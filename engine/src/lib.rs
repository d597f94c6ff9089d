//! `tree-orc-engine`: compiles a small textual grammar describing forests of
//! typed, parameterized tasks into a compact byte buffer, then steps that
//! buffer forward one node at a time under a single-threaded cooperative
//! discipline (plain, long-running, or coroutine-with-await tasks). A
//! priority-sorted [`dispatcher::Dispatcher`] drives many such trees and
//! lets one suspend on another's completion.

pub mod codec;
pub mod compiler;
pub mod config;
pub mod constructor;
pub mod coroutine;
pub mod dispatcher;
pub mod error;
pub mod registry;
mod slab;
pub mod step;
pub mod value;

use compiler::layout::CompiledTree;
use error::EngineError;
use registry::TypeRegistry;
use step::Runtime;
use value::{FieldValue, State};

/// Compile `source` against `registry`'s type table (§6.3 `compile`).
pub fn compile<S>(source: &str, registry: &TypeRegistry<S>) -> Result<CompiledTree, EngineError> {
    let nodes = compiler::parser::parse(source, registry.type_index())?;
    compiler::layout::compile(&nodes)
}

/// A compiled tree bound to its runtime state, ready to be stepped (§6.3
/// `prepare`). Doesn't own the caller's state object or dynamic arguments
/// borrow — those are supplied fresh to each [`Prepared::step`] call.
pub struct Prepared<S> {
    buffer: CompiledTree,
    runtime: Runtime<S>,
}

impl<S> Prepared<S> {
    pub fn new(buffer: CompiledTree) -> Self {
        Prepared {
            buffer,
            runtime: Runtime::new(),
        }
    }

    pub fn buffer(&self) -> &CompiledTree {
        &self.buffer
    }

    /// Perform one DOWN/UP transition (§4.7).
    pub fn step(
        &mut self,
        registry: &TypeRegistry<S>,
        state: &mut S,
        dyn_args: &[FieldValue],
    ) -> Result<State, EngineError> {
        step::step(self.buffer.as_bytes_mut(), &mut self.runtime, registry, state, dyn_args)
    }
}

/// Compile and wrap `source` in one call (§6.3 `prepare`, folding in
/// `compile` for the common case of a tree run standalone rather than
/// through a [`dispatcher::Dispatcher`]).
pub fn prepare<S>(source: &str, registry: &TypeRegistry<S>) -> Result<Prepared<S>, EngineError> {
    Ok(Prepared::new(compile(source, registry)?))
}
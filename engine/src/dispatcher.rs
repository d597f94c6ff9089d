//! Dispatcher (§4.9): the priority-sorted queue of in-flight trees, the four
//! execution modes, and the cross-tree await primitive.

use crate::compiler::layout::{self, CompiledTree};
use crate::compiler::parser;
use crate::config::EngineConfig;
use crate::coroutine::Awaitable;
use crate::error::EngineError;
use crate::registry::TypeRegistry;
use crate::step::{self, Runtime};
use crate::value::{FieldValue, State};
use std::rc::Rc;
use uuid::Uuid;

/// Execution mode for one queue entry (§4.9).
#[derive(Clone, Copy, Debug, PartialEq, Eq)]
pub enum Mode {
    /// One step per tick; remove and fulfill once terminal.
    Stepwise1,
    /// One step per tick forever; result ignored.
    StepwiseInf,
    /// Run to terminal within a single tick; remove and fulfill.
    Full1,
    /// Run to terminal within a single tick, forever (re-armed on terminal).
    FullInf,
}

struct QueueEntry<S> {
    /// Correlates this entry's `tracing` events across ticks; has no
    /// bearing on scheduling or identity beyond log readability.
    id: Uuid,
    priority: i32,
    mode: Mode,
    buffer: CompiledTree,
    runtime: Runtime<S>,
    dyn_args: Vec<FieldValue>,
    registry: Rc<TypeRegistry<S>>,
    completion: Awaitable,
}

/// A deferred `enqueue` request, for the case where the caller doesn't have
/// `&mut Dispatcher` in hand — typically a coroutine running inside a `step`
/// call that's itself being driven by this same dispatcher. §4.9 says queue
/// mutation from inside a task "takes effect after the current tick"; this
/// is that mailbox. The coroutine creates the [`Awaitable`] up front so it
/// can hold onto it across its own suspension, and the driver relays the
/// request into the dispatcher (via [`Dispatcher::enqueue_pending`]) once
/// the tick that produced it has returned.
pub struct PendingEnqueue<S> {
    pub registry: Rc<TypeRegistry<S>>,
    pub priority: i32,
    pub mode: Mode,
    pub source: String,
    pub dyn_args: Vec<FieldValue>,
    pub completion: Awaitable,
}

/// The priority queue of in-flight trees (§4.9). `S` is the caller's shared
/// state object, threaded by reference into every `step` call.
pub struct Dispatcher<S> {
    entries: Vec<QueueEntry<S>>,
    dirty: bool,
}

impl<S> Dispatcher<S> {
    pub fn new(config: EngineConfig) -> Self {
        Dispatcher {
            entries: Vec::with_capacity(config.queue_capacity),
            dirty: false,
        }
    }

    pub fn len(&self) -> usize {
        self.entries.len()
    }

    pub fn is_empty(&self) -> bool {
        self.entries.is_empty()
    }

    /// Compile `source`, bind `dyn_args`, and insert it at `priority` under
    /// `mode` (§6.3 `enqueue`). Returns an [`Awaitable`] that resolves once
    /// the entry reaches a terminal state — usable both by the caller and,
    /// passed into a coroutine's state, as the `await(A)` target of §4.8.
    pub fn enqueue(
        &mut self,
        registry: Rc<TypeRegistry<S>>,
        priority: i32,
        mode: Mode,
        source: &str,
        dyn_args: Vec<FieldValue>,
    ) -> Result<Awaitable, EngineError> {
        let nodes = parser::parse(source, registry.type_index())?;
        let buffer = layout::compile(&nodes)?;
        let completion = Awaitable::new();
        let id = Uuid::new_v4();
        tracing::debug!(%id, priority, ?mode, nodes = nodes.nodes.len(), "enqueue");
        self.entries.push(QueueEntry {
            id,
            priority,
            mode,
            buffer,
            runtime: Runtime::new(),
            dyn_args,
            registry,
            completion: completion.clone(),
        });
        self.dirty = true;
        Ok(completion)
    }

    /// Admit a [`PendingEnqueue`] collected by the caller's state object
    /// during the previous tick, reusing its pre-made `completion` handle
    /// instead of minting a fresh one (the coroutine that built the request
    /// is already holding a clone of it).
    pub fn enqueue_pending(&mut self, pending: PendingEnqueue<S>) -> Result<(), EngineError> {
        let nodes = parser::parse(&pending.source, pending.registry.type_index())?;
        let buffer = layout::compile(&nodes)?;
        let id = Uuid::new_v4();
        tracing::debug!(
            %id,
            priority = pending.priority,
            mode = ?pending.mode,
            nodes = nodes.nodes.len(),
            "enqueue_pending"
        );
        self.entries.push(QueueEntry {
            id,
            priority: pending.priority,
            mode: pending.mode,
            buffer,
            runtime: Runtime::new(),
            dyn_args: pending.dyn_args,
            registry: pending.registry,
            completion: pending.completion,
        });
        self.dirty = true;
        Ok(())
    }

    /// Advance the queue once (§4.9 tick semantics). Re-sorts by descending
    /// priority first if any entry was enqueued since the last tick.
    pub fn run_once(&mut self, state: &mut S) -> Result<(), EngineError> {
        if self.dirty {
            self.entries.sort_by(|a, b| b.priority.cmp(&a.priority));
            self.dirty = false;
        }

        let mut entries = std::mem::take(&mut self.entries);
        let mut keep = Vec::with_capacity(entries.len());

        for mut entry in entries.drain(..) {
            let id = entry.id;
            match entry.mode {
                Mode::Stepwise1 => {
                    let result = run_step(&mut entry, state)?;
                    if let Some(r) = result {
                        tracing::debug!(%id, ?r, "entry fulfilled");
                        entry.completion.fulfill(r);
                    } else {
                        keep.push(entry);
                    }
                }
                Mode::StepwiseInf => {
                    run_step(&mut entry, state)?;
                    keep.push(entry);
                }
                Mode::Full1 => {
                    let result = run_to_terminal(&mut entry, state)?;
                    tracing::debug!(%id, ?result, "entry fulfilled");
                    entry.completion.fulfill(result);
                }
                Mode::FullInf => {
                    run_to_terminal(&mut entry, state)?;
                    keep.push(entry);
                }
            }
        }

        self.entries = keep;
        Ok(())
    }
}

fn run_step<S>(entry: &mut QueueEntry<S>, state: &mut S) -> Result<Option<State>, EngineError> {
    let r = step::step(
        entry.buffer.as_bytes_mut(),
        &mut entry.runtime,
        &entry.registry,
        state,
        &entry.dyn_args,
    )?;
    Ok((r != State::Busy).then_some(r))
}

fn run_to_terminal<S>(entry: &mut QueueEntry<S>, state: &mut S) -> Result<State, EngineError> {
    loop {
        if let Some(r) = run_step(entry, state)? {
            return Ok(r);
        }
    }
}
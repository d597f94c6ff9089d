//! Shared fixtures for the integration tests: the same five toy task types
//! the demo CLI registers (TaskA/B/C plain, TaskD/E coroutine), logging
//! every call so a test can assert on the exact trace a tree produces.

#![allow(dead_code)]

use std::rc::Rc;

use tree_orc_engine::coroutine::{Awaitable, CoOutput, Coroutine};
use tree_orc_engine::dispatcher::{Dispatcher, Mode, PendingEnqueue};
use tree_orc_engine::registry::{CoroutineType, FieldDescriptor, TaskType, TypeRegistry};
use tree_orc_engine::value::{FieldKind, FieldValue, State};

pub struct TestState {
    pub log: Vec<String>,
    pub registry: Rc<TypeRegistry<TestState>>,
    pub pending: Vec<PendingEnqueue<TestState>>,
}

impl TestState {
    pub fn new(registry: Rc<TypeRegistry<TestState>>) -> Self {
        TestState {
            log: Vec::new(),
            registry,
            pending: Vec::new(),
        }
    }
}

fn val_field() -> Vec<FieldDescriptor> {
    vec![FieldDescriptor {
        name: "val",
        kind: FieldKind::I32,
    }]
}

fn set_val(slot: &mut i32, index: usize, value: FieldValue) {
    if index == 0 {
        if let FieldValue::I32(v) = value {
            *slot = v;
        }
    }
}

struct TaskA {
    val: i32,
}
impl Default for TaskA {
    fn default() -> Self {
        TaskA { val: 1 }
    }
}
impl TaskType<TestState> for TaskA {
    fn fields() -> Vec<FieldDescriptor> {
        val_field()
    }
    fn set_field(&mut self, index: usize, value: FieldValue) {
        set_val(&mut self.val, index, value)
    }
    fn init(&mut self, state: &mut TestState) -> State {
        state.log.push(format!("init[{}]", self.val));
        State::Success
    }
    fn run(&mut self, state: &mut TestState) -> State {
        state.log.push(format!("run[{}]", self.val));
        State::Success
    }
    fn exit(&mut self, state: &mut TestState) {
        state.log.push(format!("exit[{}]", self.val));
    }
}

struct TaskB {
    val: i32,
}
impl Default for TaskB {
    fn default() -> Self {
        TaskB { val: 2 }
    }
}
impl TaskType<TestState> for TaskB {
    fn fields() -> Vec<FieldDescriptor> {
        val_field()
    }
    fn set_field(&mut self, index: usize, value: FieldValue) {
        set_val(&mut self.val, index, value)
    }
    fn init(&mut self, state: &mut TestState) -> State {
        state.log.push(format!("init[{}]", self.val));
        State::Success
    }
    fn run(&mut self, state: &mut TestState) -> State {
        state.log.push(format!("run[{}]", self.val));
        State::Success
    }
    fn exit(&mut self, state: &mut TestState) {
        state.log.push(format!("exit[{}]", self.val));
    }
}

struct TaskC {
    val: i32,
    calls: u8,
}
impl Default for TaskC {
    fn default() -> Self {
        TaskC { val: 3, calls: 0 }
    }
}
impl TaskType<TestState> for TaskC {
    fn fields() -> Vec<FieldDescriptor> {
        val_field()
    }
    fn set_field(&mut self, index: usize, value: FieldValue) {
        set_val(&mut self.val, index, value)
    }
    fn init(&mut self, state: &mut TestState) -> State {
        state.log.push(format!("init[{}]", self.val));
        State::Success
    }
    fn run(&mut self, state: &mut TestState) -> State {
        self.calls += 1;
        state.log.push(format!("run[{}]", self.val));
        if self.calls < 3 {
            State::Busy
        } else {
            State::Success
        }
    }
    fn exit(&mut self, state: &mut TestState) {
        state.log.push(format!("exit[{}]", self.val));
    }
}

#[derive(Default)]
struct TaskD {
    val: i32,
}
impl CoroutineType<TestState> for TaskD {
    fn fields() -> Vec<FieldDescriptor> {
        val_field()
    }
    fn set_field(&mut self, index: usize, value: FieldValue) {
        set_val(&mut self.val, index, value)
    }
    fn co_run(&mut self) -> Box<dyn Coroutine<TestState>> {
        Box::new(TaskDBody {
            val: self.val,
            awaitable: None,
        })
    }
    fn exit(&mut self, state: &mut TestState) {
        state.log.push(format!("exit [{}]", self.val));
    }
}

struct TaskDBody {
    val: i32,
    awaitable: Option<Awaitable>,
}
impl Coroutine<TestState> for TaskDBody {
    fn start(&mut self, state: &mut TestState) -> CoOutput {
        state.log.push(format!("co_await start [{}]", self.val));
        let awaitable = Awaitable::new();
        state.pending.push(PendingEnqueue {
            registry: state.registry.clone(),
            priority: 0,
            mode: Mode::Full1,
            source: "TaskE".to_string(),
            dyn_args: Vec::new(),
            completion: awaitable.clone(),
        });
        self.awaitable = Some(awaitable);
        CoOutput::await_now()
    }
    fn resume(&mut self, state: &mut TestState) -> CoOutput {
        state.log.push(format!("co_await end [{}]", self.val));
        CoOutput::ret(State::Success)
    }
    fn awaiting(&self) -> Option<Awaitable> {
        self.awaitable.clone()
    }
}

struct TaskE {
    val: i32,
}
impl Default for TaskE {
    fn default() -> Self {
        TaskE { val: 50 }
    }
}
impl CoroutineType<TestState> for TaskE {
    fn fields() -> Vec<FieldDescriptor> {
        val_field()
    }
    fn set_field(&mut self, index: usize, value: FieldValue) {
        set_val(&mut self.val, index, value)
    }
    fn co_run(&mut self) -> Box<dyn Coroutine<TestState>> {
        Box::new(TaskEBody {
            val: self.val,
            yields: 0,
        })
    }
    fn exit(&mut self, state: &mut TestState) {
        state.log.push(format!("exit [{}]", self.val));
    }
}

struct TaskEBody {
    val: i32,
    yields: u8,
}
impl Coroutine<TestState> for TaskEBody {
    fn start(&mut self, state: &mut TestState) -> CoOutput {
        state.log.push(format!("co_yield [{}]", self.val));
        self.yields = 1;
        CoOutput::yield_now()
    }
    fn resume(&mut self, state: &mut TestState) -> CoOutput {
        if self.yields < 3 {
            state.log.push(format!("co_yield [{}]", self.val));
            self.yields += 1;
            CoOutput::yield_now()
        } else {
            CoOutput::ret(State::Success)
        }
    }
}

pub fn build_registry() -> TypeRegistry<TestState> {
    let mut registry = TypeRegistry::new();
    registry
        .register::<TaskA>("TaskA")
        .register::<TaskB>("TaskB")
        .register::<TaskC>("TaskC")
        .register_coroutine::<TaskD>("TaskD")
        .register_coroutine::<TaskE>("TaskE");
    registry
}

/// Run a source tree to terminal via the plain `prepare`/`step` path (no
/// dispatcher, no cross-tree await) and return the resulting log and state.
pub fn run_plain(
    source: &str,
    dyn_args: &[FieldValue],
) -> (State, Vec<String>, tree_orc_engine::compiler::layout::CompiledTree) {
    let registry = Rc::new(build_registry());
    let mut state = TestState::new(registry.clone());
    let mut prepared = tree_orc_engine::prepare(source, &registry).unwrap();
    let mut result = State::Busy;
    while result == State::Busy {
        result = prepared.step(&registry, &mut state, dyn_args).unwrap();
    }
    (result, state.log, prepared.buffer().clone())
}

/// Run a source tree to terminal via the dispatcher, in the given mode,
/// relaying any mid-tick `PendingEnqueue` requests a coroutine raises (the
/// cross-tree await path).
pub fn run_dispatched(source: &str, dyn_args: Vec<FieldValue>, mode: Mode) -> (State, Vec<String>) {
    let registry = Rc::new(build_registry());
    let mut state = TestState::new(registry.clone());
    let mut dispatcher = Dispatcher::new(tree_orc_engine::config::EngineConfig::default());
    let completion = dispatcher
        .enqueue(registry.clone(), 0, mode, source, dyn_args)
        .unwrap();

    while !completion.is_done() {
        dispatcher.run_once(&mut state).unwrap();
        for pending in state.pending.drain(..) {
            dispatcher.enqueue_pending(pending).unwrap();
        }
    }
    (completion.result().unwrap(), state.log)
}
//! Stepwise execution engine (§4.7): one DOWN/UP transition per call.
//!
//! `Runtime<S>` owns the two slabs that stand in for `Composite.ptr`/
//! `Composite.co` — the live task instance and, for coroutine nodes, the
//! live coroutine body plus its last published costate.

use crate::codec::{self, Composite, Header, NodeHeader, StepResultRaw};
use crate::constructor;
use crate::coroutine::{Awaitable, CoOutput, Costate};
use crate::error::EngineError;
use crate::registry::{CoroutineInstance, PlainInstance, TypeRegistry};
use crate::slab::Slab;
use crate::value::{Direction, FieldValue, State};

enum Instance<S> {
    Plain(Box<dyn PlainInstance<S>>),
    Coroutine(Box<dyn CoroutineInstance<S>>),
}

struct CoroState<S> {
    body: Box<dyn crate::coroutine::Coroutine<S>>,
    last_costate: Costate,
    awaitable: Option<Awaitable>,
}

/// Side tables the step engine consults via the `Composite.ptr`/`.co`
/// handles (§3.4) — never touched directly by user task code.
pub struct Runtime<S> {
    instances: Slab<Instance<S>>,
    coros: Slab<CoroState<S>>,
}

impl<S> Default for Runtime<S> {
    fn default() -> Self {
        Self::new()
    }
}

impl<S> Runtime<S> {
    pub fn new() -> Self {
        Runtime {
            instances: Slab::new(),
            coros: Slab::new(),
        }
    }
}

struct ExecOutcome {
    next_ptr: u32,
    state: State,
    direction: Direction,
}

/// Drive exactly one node transition (§4.7). Returns `State::Busy` while the
/// forest is still in progress, `State::Success`/`State::Failed` once the
/// last root child's subtree has returned to the forest sentinel.
pub fn step<S>(
    buf: &mut [u8],
    runtime: &mut Runtime<S>,
    registry: &TypeRegistry<S>,
    state: &mut S,
    dyn_args: &[FieldValue],
) -> Result<State, EngineError> {
    let mut header = codec::read_header(buf)?;

    if header.children_count == 0 {
        tracing::trace!("empty forest, immediate success");
        return Ok(State::Success);
    }

    if header.ptr < header.first_node_offset && header.last_result.direction == Direction::Down {
        header.ptr = header.first_node_offset;
        header.child_idx = 0;
        tracing::trace!(ptr = header.ptr, "first-entry gate");
    }

    let node_off = header.ptr;
    let incoming_direction = header.last_result.direction;
    let incoming_state = header.last_result.state;
    tracing::trace!(node_off, ?incoming_direction, "step node");

    let outcome = execute_node(
        buf,
        node_off,
        incoming_direction,
        incoming_state,
        runtime,
        registry,
        state,
        dyn_args,
    )?;

    header.ptr = outcome.next_ptr;
    header.last_result = StepResultRaw {
        state: outcome.state,
        direction: outcome.direction,
    };

    if header.last_result.direction == Direction::Up && header.ptr == 0 {
        header.child_idx += 1;
        if header.child_idx == header.children_count {
            let result = header.last_result.state;
            tracing::trace!(?result, "forest complete");
            codec::write_header(
                buf,
                &Header {
                    node_count: header.node_count,
                    ptr: 0,
                    children_count: header.children_count,
                    first_node_offset: header.first_node_offset,
                    last_result: StepResultRaw {
                        state: result,
                        direction: Direction::Down,
                    },
                    child_idx: 0,
                },
            )?;
            return Ok(result);
        }
        header.ptr = codec::read_root_child(buf, header.child_idx)?;
        header.last_result.direction = Direction::Down;
        codec::write_header(buf, &header)?;
        return Ok(State::Busy);
    }

    codec::write_header(buf, &header)?;
    Ok(State::Busy)
}

#[allow(clippy::too_many_arguments)]
fn execute_node<S>(
    buf: &mut [u8],
    node_off: u32,
    direction: Direction,
    incoming_state: State,
    runtime: &mut Runtime<S>,
    registry: &TypeRegistry<S>,
    state: &mut S,
    dyn_args: &[FieldValue],
) -> Result<ExecOutcome, EngineError> {
    let nh = codec::read_node_header(buf, node_off)?;
    let comp = codec::read_composite(buf, node_off)?;

    match direction {
        Direction::Down => down_entry(buf, node_off, &nh, comp.cur_idx, runtime, registry, state, dyn_args),
        Direction::Up if comp.ptr == 0 => up_from_child(buf, node_off, &nh, comp.cur_idx, incoming_state),
        Direction::Up => up_resume(buf, node_off, &nh, comp, runtime, state),
    }
}

#[allow(clippy::too_many_arguments)]
fn down_entry<S>(
    buf: &mut [u8],
    node_off: u32,
    nh: &NodeHeader,
    cur_idx: u16,
    runtime: &mut Runtime<S>,
    registry: &TypeRegistry<S>,
    state: &mut S,
    dyn_args: &[FieldValue],
) -> Result<ExecOutcome, EngineError> {
    let is_coroutine = registry
        .is_coroutine(nh.type_idx)
        .ok_or(EngineError::UnknownTaskType(nh.type_idx))?;

    if is_coroutine {
        let instance =
            constructor::construct_coroutine(registry, buf, node_off, nh.type_idx, nh.params_count, dyn_args)?;
        start_coroutine(buf, node_off, nh, runtime, state, instance, cur_idx)
    } else {
        let mut instance =
            constructor::construct_plain(registry, buf, node_off, nh.type_idx, nh.params_count, dyn_args)?;

        let init_result = instance.init(state);
        if init_result == State::Failed {
            instance.exit(state);
            codec::write_composite(buf, node_off, &Composite::default())?;
            tracing::trace!(node_off, "init failed");
            return Ok(ExecOutcome {
                next_ptr: nh.parent,
                state: State::Failed,
                direction: Direction::Up,
            });
        }

        let run_result = instance.run(state);
        match run_result {
            State::Busy => {
                let ptr = runtime.instances.insert(Instance::Plain(instance));
                codec::write_composite(buf, node_off, &Composite { ptr, co: 0, cur_idx })?;
                Ok(ExecOutcome {
                    next_ptr: node_off,
                    state: State::Busy,
                    direction: Direction::Up,
                })
            }
            State::Success | State::Failed => {
                instance.exit(state);
                advance(buf, node_off, nh, cur_idx, run_result)
            }
        }
    }
}

fn up_from_child<S>(
    buf: &mut [u8],
    node_off: u32,
    nh: &NodeHeader,
    cur_idx: u16,
    incoming_state: State,
) -> Result<ExecOutcome, EngineError> {
    if incoming_state == State::Busy {
        return Err(EngineError::InvalidBuffer(format!(
            "node {node_off}: UP re-entry with ptr=0 but last_result=BUSY"
        )));
    }
    if cur_idx >= nh.children_count {
        codec::write_composite(buf, node_off, &Composite::default())?;
        Ok(ExecOutcome {
            next_ptr: nh.parent,
            state: incoming_state,
            direction: Direction::Up,
        })
    } else {
        let child_off = codec::read_child(buf, node_off, cur_idx)?;
        codec::write_composite(
            buf,
            node_off,
            &Composite {
                ptr: 0,
                co: 0,
                cur_idx: cur_idx + 1,
            },
        )?;
        Ok(ExecOutcome {
            next_ptr: child_off,
            state: incoming_state,
            direction: Direction::Down,
        })
    }
}

fn up_resume<S>(
    buf: &mut [u8],
    node_off: u32,
    nh: &NodeHeader,
    comp: Composite,
    runtime: &mut Runtime<S>,
    state: &mut S,
) -> Result<ExecOutcome, EngineError> {
    if comp.co == 0 {
        let instance = runtime
            .instances
            .get_mut(comp.ptr)
            .ok_or_else(|| EngineError::InvalidBuffer(format!("node {node_off}: dangling instance handle")))?;
        let Instance::Plain(instance) = instance else {
            return Err(EngineError::InvalidBuffer(format!(
                "node {node_off}: coroutine composite missing co handle"
            )));
        };
        let run_result = instance.run(state);
        match run_result {
            State::Busy => Ok(ExecOutcome {
                next_ptr: node_off,
                state: State::Busy,
                direction: Direction::Up,
            }),
            State::Success | State::Failed => {
                instance.exit(state);
                runtime.instances.remove(comp.ptr);
                advance(buf, node_off, nh, comp.cur_idx, run_result)
            }
        }
    } else {
        resume_coroutine(buf, node_off, nh, comp, runtime, state)
    }
}

#[allow(clippy::too_many_arguments)]
fn start_coroutine<S>(
    buf: &mut [u8],
    node_off: u32,
    nh: &NodeHeader,
    runtime: &mut Runtime<S>,
    state: &mut S,
    mut instance: Box<dyn CoroutineInstance<S>>,
    cur_idx: u16,
) -> Result<ExecOutcome, EngineError> {
    let mut body = instance.co_run();
    let out = body.start(state);
    commit_fresh_coroutine(buf, node_off, nh, runtime, state, instance, body, out, cur_idx)
}

#[allow(clippy::too_many_arguments)]
fn commit_fresh_coroutine<S>(
    buf: &mut [u8],
    node_off: u32,
    nh: &NodeHeader,
    runtime: &mut Runtime<S>,
    state: &mut S,
    mut instance: Box<dyn CoroutineInstance<S>>,
    body: Box<dyn crate::coroutine::Coroutine<S>>,
    out: CoOutput,
    cur_idx: u16,
) -> Result<ExecOutcome, EngineError> {
    match out.costate {
        Costate::Return => {
            instance.exit(state);
            advance(buf, node_off, nh, cur_idx, out.value)
        }
        Costate::Yield => {
            let ptr = runtime.instances.insert(Instance::Coroutine(instance));
            let co = runtime.coros.insert(CoroState {
                body,
                last_costate: Costate::Yield,
                awaitable: None,
            });
            codec::write_composite(buf, node_off, &Composite { ptr, co, cur_idx })?;
            Ok(ExecOutcome {
                next_ptr: node_off,
                state: State::Busy,
                direction: Direction::Up,
            })
        }
        Costate::Await => {
            let awaitable = body.awaiting();
            let ptr = runtime.instances.insert(Instance::Coroutine(instance));
            let co = runtime.coros.insert(CoroState {
                body,
                last_costate: Costate::Await,
                awaitable,
            });
            codec::write_composite(buf, node_off, &Composite { ptr, co, cur_idx })?;
            Ok(ExecOutcome {
                next_ptr: node_off,
                state: State::Busy,
                direction: Direction::Up,
            })
        }
    }
}

fn resume_coroutine<S>(
    buf: &mut [u8],
    node_off: u32,
    nh: &NodeHeader,
    comp: Composite,
    runtime: &mut Runtime<S>,
    state: &mut S,
) -> Result<ExecOutcome, EngineError> {
    let last_costate = runtime
        .coros
        .get(comp.co)
        .ok_or_else(|| EngineError::InvalidBuffer(format!("node {node_off}: dangling coroutine handle")))?
        .last_costate;

    if last_costate == Costate::Await {
        let done = runtime
            .coros
            .get(comp.co)
            .and_then(|c| c.awaitable.as_ref())
            .map(|a| a.is_done())
            .unwrap_or(false);
        if !done {
            tracing::trace!(node_off, "await not yet satisfied");
            return Ok(ExecOutcome {
                next_ptr: node_off,
                state: State::Busy,
                direction: Direction::Up,
            });
        }
    }

    let out = runtime.coros.get_mut(comp.co).unwrap().body.resume(state);

    match out.costate {
        Costate::Return => {
            let instance = runtime
                .instances
                .remove(comp.ptr)
                .ok_or_else(|| EngineError::InvalidBuffer(format!("node {node_off}: dangling instance handle")))?;
            runtime.coros.remove(comp.co);
            match instance {
                Instance::Coroutine(mut inst) => inst.exit(state),
                Instance::Plain(_) => {
                    return Err(EngineError::InvalidBuffer(format!(
                        "node {node_off}: plain instance behind coroutine handle"
                    )))
                }
            }
            advance(buf, node_off, nh, comp.cur_idx, out.value)
        }
        Costate::Yield => {
            let slot = runtime.coros.get_mut(comp.co).unwrap();
            slot.last_costate = Costate::Yield;
            slot.awaitable = None;
            Ok(ExecOutcome {
                next_ptr: node_off,
                state: State::Busy,
                direction: Direction::Up,
            })
        }
        Costate::Await => {
            let awaitable = runtime.coros.get_mut(comp.co).unwrap().body.awaiting();
            let slot = runtime.coros.get_mut(comp.co).unwrap();
            slot.last_costate = Costate::Await;
            slot.awaitable = awaitable;
            Ok(ExecOutcome {
                next_ptr: node_off,
                state: State::Busy,
                direction: Direction::Up,
            })
        }
    }
}

/// The shared "advance" rule (§4.7.1): a terminal result either descends
/// into the next child or propagates up, depending on whether any children
/// remain and whether the result was FAILED.
fn advance(
    buf: &mut [u8],
    node_off: u32,
    nh: &NodeHeader,
    cur_idx: u16,
    result: State,
) -> Result<ExecOutcome, EngineError> {
    if result == State::Failed || cur_idx >= nh.children_count {
        codec::write_composite(buf, node_off, &Composite::default())?;
        Ok(ExecOutcome {
            next_ptr: nh.parent,
            state: result,
            direction: Direction::Up,
        })
    } else {
        let child_off = codec::read_child(buf, node_off, cur_idx)?;
        codec::write_composite(
            buf,
            node_off,
            &Composite {
                ptr: 0,
                co: 0,
                cur_idx: cur_idx + 1,
            },
        )?;
        Ok(ExecOutcome {
            next_ptr: child_off,
            state: result,
            direction: Direction::Down,
        })
    }
}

┄┄┄┄┄┄┄┄┄┄┄┄┄┄┄┄┄┄┄┄

* EXERCISE DIRECTIONS
Lines containing "within": tally them across the records above and give the total alone.

* EXERCISE ANSWER
2